Collected data entries:
##########
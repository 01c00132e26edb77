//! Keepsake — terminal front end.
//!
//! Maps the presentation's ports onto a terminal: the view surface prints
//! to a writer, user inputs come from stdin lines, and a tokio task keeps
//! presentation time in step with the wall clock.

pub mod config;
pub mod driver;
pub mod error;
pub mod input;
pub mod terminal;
##########
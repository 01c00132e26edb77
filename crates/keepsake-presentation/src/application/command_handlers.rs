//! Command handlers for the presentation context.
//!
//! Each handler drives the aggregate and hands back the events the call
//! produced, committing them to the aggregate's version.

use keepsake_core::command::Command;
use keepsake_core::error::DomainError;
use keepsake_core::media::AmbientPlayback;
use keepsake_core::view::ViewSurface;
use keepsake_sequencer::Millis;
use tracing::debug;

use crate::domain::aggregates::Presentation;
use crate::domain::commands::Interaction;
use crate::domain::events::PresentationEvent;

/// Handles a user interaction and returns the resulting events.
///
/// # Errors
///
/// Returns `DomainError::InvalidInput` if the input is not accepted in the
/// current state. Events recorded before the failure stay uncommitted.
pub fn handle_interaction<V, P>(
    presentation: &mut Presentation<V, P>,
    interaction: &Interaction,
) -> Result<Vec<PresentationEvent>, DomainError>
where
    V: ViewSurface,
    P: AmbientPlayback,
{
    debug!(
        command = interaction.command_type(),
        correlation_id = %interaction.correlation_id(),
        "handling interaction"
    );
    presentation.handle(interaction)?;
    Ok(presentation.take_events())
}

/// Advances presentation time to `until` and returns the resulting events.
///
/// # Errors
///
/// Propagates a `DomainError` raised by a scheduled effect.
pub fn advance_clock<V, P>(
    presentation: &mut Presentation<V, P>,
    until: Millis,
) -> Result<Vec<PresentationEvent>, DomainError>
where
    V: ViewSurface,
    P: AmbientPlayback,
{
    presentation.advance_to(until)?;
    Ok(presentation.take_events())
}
##########
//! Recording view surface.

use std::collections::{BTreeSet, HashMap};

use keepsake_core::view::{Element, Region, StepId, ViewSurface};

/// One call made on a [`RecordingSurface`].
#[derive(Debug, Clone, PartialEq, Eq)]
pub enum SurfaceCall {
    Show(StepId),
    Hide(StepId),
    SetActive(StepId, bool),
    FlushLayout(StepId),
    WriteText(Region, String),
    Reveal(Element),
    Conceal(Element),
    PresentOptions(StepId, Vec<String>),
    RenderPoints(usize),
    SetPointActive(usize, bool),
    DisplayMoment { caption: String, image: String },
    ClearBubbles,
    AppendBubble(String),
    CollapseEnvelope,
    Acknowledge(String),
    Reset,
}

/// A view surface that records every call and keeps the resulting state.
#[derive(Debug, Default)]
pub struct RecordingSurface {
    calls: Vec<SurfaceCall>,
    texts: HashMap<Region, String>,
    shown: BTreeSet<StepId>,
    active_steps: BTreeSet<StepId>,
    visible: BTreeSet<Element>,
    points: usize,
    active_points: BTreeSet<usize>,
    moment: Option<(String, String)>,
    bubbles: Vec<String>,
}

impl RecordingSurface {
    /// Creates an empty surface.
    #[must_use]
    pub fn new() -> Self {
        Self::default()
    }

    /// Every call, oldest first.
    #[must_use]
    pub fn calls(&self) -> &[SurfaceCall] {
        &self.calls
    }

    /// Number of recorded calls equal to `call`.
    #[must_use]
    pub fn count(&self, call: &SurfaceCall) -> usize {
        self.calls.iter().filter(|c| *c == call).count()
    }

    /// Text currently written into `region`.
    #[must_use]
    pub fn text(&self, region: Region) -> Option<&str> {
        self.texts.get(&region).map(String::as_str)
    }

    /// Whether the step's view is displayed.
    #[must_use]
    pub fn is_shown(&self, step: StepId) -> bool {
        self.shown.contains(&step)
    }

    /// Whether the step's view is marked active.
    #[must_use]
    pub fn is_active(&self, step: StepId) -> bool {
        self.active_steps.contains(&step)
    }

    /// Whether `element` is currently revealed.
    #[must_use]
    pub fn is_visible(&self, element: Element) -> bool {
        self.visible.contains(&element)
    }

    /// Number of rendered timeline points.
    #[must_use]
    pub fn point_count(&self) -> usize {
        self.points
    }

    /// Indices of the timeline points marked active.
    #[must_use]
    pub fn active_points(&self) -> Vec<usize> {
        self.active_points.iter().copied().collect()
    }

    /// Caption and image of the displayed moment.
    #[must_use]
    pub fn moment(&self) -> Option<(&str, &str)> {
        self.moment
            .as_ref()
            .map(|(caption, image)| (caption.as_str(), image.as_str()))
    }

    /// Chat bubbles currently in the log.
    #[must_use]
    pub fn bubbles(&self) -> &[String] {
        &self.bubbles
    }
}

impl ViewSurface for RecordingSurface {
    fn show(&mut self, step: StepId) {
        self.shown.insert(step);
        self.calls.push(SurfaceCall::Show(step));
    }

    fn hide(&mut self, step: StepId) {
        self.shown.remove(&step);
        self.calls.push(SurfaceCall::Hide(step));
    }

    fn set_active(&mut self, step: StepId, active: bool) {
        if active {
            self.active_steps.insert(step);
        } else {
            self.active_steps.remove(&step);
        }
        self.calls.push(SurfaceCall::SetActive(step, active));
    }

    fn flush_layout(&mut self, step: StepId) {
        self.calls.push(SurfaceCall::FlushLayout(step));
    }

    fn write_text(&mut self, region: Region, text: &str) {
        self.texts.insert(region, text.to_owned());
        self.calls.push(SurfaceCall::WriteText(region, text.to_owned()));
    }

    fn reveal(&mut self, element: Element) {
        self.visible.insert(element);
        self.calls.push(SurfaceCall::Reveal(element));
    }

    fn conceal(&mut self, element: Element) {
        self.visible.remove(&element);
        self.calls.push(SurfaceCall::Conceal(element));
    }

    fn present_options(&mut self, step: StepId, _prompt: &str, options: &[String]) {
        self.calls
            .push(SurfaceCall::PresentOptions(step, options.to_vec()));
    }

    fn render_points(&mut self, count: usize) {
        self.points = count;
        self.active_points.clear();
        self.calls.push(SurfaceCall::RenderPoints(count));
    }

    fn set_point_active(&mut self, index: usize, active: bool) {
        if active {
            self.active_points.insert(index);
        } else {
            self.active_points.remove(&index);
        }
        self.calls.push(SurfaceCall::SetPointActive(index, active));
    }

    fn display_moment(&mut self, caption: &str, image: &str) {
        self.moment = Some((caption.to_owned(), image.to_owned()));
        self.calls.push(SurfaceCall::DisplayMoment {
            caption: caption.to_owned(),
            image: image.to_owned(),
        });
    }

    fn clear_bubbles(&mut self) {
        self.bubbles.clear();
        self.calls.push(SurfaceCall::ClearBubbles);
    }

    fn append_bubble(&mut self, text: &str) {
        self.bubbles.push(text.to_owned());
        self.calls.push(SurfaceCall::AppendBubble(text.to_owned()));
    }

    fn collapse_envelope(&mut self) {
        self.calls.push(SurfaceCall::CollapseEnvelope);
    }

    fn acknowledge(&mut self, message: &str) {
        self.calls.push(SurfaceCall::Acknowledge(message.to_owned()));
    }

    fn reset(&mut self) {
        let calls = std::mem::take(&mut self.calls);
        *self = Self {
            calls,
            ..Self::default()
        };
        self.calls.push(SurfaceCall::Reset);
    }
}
##########
Show each line of the data that contains the string "Number".

Exercise solution:
    /// Number of recorded calls equal to `call`.
    /// Number of rendered timeline points.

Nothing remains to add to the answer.